### What is being asked
Among the records, find the lines that hold the string "after" and return them.

Information shown START

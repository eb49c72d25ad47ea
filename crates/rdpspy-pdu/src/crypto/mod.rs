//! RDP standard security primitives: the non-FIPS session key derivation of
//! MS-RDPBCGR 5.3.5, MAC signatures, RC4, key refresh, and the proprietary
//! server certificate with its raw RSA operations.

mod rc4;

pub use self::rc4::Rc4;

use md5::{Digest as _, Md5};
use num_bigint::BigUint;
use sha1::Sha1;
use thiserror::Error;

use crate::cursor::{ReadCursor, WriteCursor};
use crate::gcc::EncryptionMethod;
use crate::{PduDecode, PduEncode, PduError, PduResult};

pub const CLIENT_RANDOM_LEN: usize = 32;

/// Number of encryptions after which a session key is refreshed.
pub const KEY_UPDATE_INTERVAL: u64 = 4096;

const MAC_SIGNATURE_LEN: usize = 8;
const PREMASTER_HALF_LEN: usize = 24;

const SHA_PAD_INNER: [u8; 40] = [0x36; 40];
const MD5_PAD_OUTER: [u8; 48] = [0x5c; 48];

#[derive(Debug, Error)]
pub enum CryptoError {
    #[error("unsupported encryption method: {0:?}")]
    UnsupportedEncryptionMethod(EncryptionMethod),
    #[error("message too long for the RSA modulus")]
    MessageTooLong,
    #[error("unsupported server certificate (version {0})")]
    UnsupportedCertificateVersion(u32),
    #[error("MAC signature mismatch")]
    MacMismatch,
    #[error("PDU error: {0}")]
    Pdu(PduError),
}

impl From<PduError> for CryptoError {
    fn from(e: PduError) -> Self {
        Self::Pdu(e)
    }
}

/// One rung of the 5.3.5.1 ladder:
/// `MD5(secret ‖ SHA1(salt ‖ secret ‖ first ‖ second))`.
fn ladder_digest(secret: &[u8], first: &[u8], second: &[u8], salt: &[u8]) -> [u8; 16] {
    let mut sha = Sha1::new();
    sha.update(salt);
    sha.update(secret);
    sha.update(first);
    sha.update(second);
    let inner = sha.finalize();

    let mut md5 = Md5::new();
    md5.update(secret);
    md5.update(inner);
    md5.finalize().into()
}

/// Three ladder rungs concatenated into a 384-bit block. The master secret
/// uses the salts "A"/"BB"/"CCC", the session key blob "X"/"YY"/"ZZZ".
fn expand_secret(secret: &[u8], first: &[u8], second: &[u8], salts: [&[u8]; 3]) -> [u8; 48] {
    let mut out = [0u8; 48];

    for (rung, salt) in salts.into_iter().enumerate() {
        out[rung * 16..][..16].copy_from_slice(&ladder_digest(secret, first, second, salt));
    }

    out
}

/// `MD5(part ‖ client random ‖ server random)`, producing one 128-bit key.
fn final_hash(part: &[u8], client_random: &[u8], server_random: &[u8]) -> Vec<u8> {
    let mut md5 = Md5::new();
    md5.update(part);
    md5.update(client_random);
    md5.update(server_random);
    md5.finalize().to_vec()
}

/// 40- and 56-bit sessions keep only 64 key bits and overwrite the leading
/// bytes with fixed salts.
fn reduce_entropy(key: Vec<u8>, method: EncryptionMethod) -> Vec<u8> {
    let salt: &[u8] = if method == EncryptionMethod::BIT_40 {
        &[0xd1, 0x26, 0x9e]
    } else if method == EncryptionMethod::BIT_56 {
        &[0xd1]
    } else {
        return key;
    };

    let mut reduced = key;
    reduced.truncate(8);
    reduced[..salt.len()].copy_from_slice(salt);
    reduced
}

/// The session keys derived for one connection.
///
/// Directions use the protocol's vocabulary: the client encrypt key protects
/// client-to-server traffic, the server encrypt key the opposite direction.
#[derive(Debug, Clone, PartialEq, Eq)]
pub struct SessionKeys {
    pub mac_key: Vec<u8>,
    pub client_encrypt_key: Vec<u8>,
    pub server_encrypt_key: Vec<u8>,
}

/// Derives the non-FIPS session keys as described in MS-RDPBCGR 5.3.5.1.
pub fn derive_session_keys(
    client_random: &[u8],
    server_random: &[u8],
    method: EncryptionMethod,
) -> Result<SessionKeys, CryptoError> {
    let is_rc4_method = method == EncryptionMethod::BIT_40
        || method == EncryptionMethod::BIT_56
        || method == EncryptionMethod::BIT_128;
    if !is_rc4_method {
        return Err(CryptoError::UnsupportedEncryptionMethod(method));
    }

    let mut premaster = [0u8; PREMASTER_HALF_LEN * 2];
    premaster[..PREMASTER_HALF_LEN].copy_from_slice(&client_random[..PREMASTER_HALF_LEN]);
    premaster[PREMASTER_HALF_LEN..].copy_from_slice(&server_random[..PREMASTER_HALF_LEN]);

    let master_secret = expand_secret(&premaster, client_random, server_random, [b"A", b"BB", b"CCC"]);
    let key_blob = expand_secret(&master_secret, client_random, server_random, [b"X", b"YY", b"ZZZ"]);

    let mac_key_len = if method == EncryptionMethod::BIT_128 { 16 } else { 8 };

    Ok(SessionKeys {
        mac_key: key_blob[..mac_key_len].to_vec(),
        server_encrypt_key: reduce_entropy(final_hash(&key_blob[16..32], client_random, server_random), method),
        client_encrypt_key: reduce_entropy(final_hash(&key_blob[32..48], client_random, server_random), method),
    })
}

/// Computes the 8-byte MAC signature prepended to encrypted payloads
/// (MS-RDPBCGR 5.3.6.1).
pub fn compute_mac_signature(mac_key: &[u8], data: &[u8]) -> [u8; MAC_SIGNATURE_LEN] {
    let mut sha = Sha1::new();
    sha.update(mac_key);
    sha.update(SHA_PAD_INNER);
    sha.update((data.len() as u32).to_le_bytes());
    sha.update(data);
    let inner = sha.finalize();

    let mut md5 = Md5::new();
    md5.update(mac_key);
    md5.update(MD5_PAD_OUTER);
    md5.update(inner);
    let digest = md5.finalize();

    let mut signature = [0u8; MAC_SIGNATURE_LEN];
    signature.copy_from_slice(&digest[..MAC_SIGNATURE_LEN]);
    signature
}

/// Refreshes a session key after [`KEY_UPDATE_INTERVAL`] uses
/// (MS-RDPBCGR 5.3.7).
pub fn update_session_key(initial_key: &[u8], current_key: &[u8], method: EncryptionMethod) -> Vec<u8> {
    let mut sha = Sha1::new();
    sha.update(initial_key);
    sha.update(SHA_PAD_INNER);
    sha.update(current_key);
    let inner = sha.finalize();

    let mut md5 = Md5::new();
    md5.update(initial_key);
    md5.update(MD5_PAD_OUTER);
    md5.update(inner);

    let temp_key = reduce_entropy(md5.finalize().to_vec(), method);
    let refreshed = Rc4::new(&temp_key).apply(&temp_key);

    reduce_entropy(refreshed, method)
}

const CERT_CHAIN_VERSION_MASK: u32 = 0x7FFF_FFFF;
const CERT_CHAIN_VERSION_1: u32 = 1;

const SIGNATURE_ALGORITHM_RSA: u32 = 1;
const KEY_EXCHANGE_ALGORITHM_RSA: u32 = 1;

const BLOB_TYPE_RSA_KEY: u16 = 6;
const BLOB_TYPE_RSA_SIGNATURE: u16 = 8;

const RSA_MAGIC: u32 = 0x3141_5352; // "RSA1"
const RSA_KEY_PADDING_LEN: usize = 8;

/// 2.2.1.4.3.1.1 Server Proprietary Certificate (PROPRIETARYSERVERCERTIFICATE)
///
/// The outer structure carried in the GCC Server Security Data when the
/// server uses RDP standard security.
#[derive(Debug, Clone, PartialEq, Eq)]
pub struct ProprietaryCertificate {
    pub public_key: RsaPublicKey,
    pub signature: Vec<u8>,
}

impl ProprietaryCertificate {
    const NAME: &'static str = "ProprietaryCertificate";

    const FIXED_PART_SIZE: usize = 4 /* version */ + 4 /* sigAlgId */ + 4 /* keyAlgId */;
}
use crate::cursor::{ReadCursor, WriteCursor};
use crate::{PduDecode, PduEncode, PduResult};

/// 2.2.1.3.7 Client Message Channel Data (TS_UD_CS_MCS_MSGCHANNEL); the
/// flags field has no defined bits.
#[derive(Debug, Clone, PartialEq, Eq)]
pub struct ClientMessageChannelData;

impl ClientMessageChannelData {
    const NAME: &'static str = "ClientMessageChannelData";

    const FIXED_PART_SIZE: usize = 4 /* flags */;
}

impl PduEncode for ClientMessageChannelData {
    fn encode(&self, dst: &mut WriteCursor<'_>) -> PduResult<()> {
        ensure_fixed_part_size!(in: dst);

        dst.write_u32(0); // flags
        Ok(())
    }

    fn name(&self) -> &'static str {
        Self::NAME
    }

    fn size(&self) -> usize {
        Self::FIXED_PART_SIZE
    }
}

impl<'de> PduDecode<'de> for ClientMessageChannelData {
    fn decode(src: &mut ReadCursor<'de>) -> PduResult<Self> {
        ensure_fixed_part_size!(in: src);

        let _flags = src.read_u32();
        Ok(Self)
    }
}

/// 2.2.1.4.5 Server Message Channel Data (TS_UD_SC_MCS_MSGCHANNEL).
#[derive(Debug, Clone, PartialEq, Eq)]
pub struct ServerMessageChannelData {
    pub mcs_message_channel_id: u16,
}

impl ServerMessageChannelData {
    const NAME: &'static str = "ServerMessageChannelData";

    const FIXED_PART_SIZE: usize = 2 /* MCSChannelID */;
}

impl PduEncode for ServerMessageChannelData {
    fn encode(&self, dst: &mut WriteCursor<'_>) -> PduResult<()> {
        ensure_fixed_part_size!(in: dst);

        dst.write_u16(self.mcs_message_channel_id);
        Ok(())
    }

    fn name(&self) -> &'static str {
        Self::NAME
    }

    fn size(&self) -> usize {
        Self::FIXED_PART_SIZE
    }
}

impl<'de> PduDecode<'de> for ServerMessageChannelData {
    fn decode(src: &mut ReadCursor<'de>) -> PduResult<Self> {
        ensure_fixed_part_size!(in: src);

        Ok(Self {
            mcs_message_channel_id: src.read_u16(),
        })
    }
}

Information shown END
Information shown START

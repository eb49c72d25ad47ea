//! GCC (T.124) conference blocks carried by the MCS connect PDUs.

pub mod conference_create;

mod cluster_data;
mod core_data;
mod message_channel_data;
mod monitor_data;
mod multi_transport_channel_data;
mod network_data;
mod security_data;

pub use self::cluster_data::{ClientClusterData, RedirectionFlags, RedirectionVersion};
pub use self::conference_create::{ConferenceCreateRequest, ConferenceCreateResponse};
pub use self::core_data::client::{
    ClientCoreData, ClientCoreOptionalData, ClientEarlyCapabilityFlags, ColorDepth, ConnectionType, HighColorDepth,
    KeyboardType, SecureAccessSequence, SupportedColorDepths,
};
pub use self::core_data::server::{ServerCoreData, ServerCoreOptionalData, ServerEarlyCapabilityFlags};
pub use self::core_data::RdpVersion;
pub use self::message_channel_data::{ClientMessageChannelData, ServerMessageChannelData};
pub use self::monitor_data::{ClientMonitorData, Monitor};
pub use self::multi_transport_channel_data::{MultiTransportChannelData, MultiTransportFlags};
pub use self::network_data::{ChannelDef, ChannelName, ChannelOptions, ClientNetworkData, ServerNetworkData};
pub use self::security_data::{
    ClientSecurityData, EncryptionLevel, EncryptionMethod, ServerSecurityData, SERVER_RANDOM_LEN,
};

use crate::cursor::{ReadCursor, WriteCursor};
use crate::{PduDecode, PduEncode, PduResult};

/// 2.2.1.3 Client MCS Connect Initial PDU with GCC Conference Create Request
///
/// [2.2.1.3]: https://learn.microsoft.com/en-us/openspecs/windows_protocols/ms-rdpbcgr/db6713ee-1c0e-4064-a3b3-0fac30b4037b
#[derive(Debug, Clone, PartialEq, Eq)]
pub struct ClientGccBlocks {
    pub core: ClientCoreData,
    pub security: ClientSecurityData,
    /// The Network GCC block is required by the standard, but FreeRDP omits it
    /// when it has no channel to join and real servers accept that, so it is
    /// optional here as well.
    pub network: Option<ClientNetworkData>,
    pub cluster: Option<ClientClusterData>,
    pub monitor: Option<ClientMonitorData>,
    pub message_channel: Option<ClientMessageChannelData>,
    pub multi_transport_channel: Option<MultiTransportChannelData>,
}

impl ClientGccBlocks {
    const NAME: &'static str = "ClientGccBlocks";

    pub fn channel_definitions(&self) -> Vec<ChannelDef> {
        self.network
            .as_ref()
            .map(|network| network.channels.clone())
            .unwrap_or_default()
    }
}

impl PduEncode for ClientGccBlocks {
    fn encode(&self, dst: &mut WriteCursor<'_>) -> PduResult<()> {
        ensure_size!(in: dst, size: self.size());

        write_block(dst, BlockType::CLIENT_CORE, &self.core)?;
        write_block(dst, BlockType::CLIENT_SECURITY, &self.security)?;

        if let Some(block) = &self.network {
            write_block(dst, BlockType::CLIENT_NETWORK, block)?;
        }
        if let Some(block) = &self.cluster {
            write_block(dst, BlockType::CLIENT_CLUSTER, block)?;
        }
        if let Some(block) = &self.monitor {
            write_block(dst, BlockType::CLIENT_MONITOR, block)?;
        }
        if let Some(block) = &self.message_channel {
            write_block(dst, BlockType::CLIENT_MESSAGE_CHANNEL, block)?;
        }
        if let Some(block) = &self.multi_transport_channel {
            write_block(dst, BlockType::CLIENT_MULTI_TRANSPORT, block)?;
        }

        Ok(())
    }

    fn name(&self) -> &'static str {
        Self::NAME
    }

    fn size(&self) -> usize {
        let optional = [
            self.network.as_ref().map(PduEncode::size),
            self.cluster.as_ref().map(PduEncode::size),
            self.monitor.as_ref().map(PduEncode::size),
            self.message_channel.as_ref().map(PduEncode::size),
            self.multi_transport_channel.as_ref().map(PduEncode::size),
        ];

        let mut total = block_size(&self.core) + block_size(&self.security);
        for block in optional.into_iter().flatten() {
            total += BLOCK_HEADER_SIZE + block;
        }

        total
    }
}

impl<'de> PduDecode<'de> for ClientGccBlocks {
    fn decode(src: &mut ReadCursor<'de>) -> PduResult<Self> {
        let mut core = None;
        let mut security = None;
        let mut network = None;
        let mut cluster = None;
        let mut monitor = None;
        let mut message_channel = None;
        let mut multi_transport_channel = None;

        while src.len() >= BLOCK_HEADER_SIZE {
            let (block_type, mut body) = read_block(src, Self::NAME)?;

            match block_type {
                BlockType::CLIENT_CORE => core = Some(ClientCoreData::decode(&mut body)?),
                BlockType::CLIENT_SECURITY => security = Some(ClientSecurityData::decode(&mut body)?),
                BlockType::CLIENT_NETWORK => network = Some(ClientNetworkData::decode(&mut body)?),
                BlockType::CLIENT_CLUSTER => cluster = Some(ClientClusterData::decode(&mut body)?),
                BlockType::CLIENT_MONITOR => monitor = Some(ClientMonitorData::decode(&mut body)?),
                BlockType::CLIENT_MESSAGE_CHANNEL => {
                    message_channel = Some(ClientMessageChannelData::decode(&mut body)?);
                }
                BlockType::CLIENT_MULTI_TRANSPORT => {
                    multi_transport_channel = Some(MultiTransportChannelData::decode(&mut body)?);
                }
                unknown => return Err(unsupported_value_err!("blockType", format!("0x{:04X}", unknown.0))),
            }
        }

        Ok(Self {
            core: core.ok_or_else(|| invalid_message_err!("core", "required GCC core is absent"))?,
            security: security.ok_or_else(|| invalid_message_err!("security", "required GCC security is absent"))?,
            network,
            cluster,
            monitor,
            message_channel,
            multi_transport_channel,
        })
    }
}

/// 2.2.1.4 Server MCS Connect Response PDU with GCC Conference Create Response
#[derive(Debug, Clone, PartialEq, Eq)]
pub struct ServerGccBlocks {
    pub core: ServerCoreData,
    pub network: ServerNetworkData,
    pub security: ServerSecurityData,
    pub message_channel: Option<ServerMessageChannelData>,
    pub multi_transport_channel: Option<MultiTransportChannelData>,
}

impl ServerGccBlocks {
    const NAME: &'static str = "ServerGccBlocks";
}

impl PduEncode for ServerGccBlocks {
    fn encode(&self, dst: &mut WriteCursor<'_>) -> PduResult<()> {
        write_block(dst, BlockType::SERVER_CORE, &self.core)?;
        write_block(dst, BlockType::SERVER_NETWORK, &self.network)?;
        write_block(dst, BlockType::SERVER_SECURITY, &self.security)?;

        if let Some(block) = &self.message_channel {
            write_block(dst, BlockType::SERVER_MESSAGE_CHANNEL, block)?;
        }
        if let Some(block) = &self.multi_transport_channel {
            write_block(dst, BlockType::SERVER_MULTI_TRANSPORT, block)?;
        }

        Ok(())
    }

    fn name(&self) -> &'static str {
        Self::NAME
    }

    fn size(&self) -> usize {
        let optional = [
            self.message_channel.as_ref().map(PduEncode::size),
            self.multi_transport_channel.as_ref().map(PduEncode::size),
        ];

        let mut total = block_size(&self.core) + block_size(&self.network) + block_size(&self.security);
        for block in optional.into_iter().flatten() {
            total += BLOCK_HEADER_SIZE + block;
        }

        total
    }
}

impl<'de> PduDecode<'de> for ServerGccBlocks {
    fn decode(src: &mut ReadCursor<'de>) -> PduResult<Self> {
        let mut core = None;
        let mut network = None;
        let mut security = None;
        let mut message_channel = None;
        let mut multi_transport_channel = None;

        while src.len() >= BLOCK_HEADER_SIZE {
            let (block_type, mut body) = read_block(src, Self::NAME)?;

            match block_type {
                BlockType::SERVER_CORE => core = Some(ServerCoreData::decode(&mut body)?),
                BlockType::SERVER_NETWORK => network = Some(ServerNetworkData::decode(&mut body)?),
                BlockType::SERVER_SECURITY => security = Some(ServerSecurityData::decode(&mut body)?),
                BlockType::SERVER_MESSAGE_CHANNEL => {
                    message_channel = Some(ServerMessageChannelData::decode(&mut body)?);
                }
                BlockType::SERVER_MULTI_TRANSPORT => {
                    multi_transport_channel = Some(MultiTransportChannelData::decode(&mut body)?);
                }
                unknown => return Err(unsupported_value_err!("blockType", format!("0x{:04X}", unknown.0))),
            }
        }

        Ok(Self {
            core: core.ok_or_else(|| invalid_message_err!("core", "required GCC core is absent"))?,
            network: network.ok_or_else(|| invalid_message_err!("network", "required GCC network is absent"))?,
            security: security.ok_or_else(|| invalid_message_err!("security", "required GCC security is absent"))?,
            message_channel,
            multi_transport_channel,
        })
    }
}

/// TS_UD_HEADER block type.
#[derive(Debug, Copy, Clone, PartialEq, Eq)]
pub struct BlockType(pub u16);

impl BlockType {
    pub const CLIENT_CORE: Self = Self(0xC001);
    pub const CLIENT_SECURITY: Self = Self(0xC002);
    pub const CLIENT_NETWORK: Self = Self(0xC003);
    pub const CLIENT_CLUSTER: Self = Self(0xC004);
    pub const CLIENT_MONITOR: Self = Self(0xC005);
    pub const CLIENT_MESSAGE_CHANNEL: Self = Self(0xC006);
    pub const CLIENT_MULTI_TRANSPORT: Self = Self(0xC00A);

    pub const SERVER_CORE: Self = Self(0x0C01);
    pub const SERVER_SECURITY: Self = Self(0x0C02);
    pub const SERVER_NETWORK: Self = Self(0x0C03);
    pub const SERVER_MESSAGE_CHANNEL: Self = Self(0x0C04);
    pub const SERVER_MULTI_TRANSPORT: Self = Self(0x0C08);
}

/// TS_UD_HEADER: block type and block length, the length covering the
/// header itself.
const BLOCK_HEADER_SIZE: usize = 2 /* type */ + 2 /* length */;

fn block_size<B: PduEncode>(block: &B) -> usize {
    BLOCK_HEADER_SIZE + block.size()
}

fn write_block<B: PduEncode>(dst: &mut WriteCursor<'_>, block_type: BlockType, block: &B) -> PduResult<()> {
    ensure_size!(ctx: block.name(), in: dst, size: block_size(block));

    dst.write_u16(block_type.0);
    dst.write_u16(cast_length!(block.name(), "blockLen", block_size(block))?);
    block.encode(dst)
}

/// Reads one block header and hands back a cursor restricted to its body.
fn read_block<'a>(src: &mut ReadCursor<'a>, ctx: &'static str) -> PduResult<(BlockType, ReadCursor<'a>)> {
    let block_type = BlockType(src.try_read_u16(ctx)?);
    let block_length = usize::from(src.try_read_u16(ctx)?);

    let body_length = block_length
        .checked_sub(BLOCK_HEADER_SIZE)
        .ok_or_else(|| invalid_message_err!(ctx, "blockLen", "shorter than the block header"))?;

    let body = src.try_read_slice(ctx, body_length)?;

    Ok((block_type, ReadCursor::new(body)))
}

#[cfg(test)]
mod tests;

Information shown END

### Answer space
/// Number of encryptions after which a session key is refreshed.
/// Refreshes a session key after [`KEY_UPDATE_INTERVAL`] uses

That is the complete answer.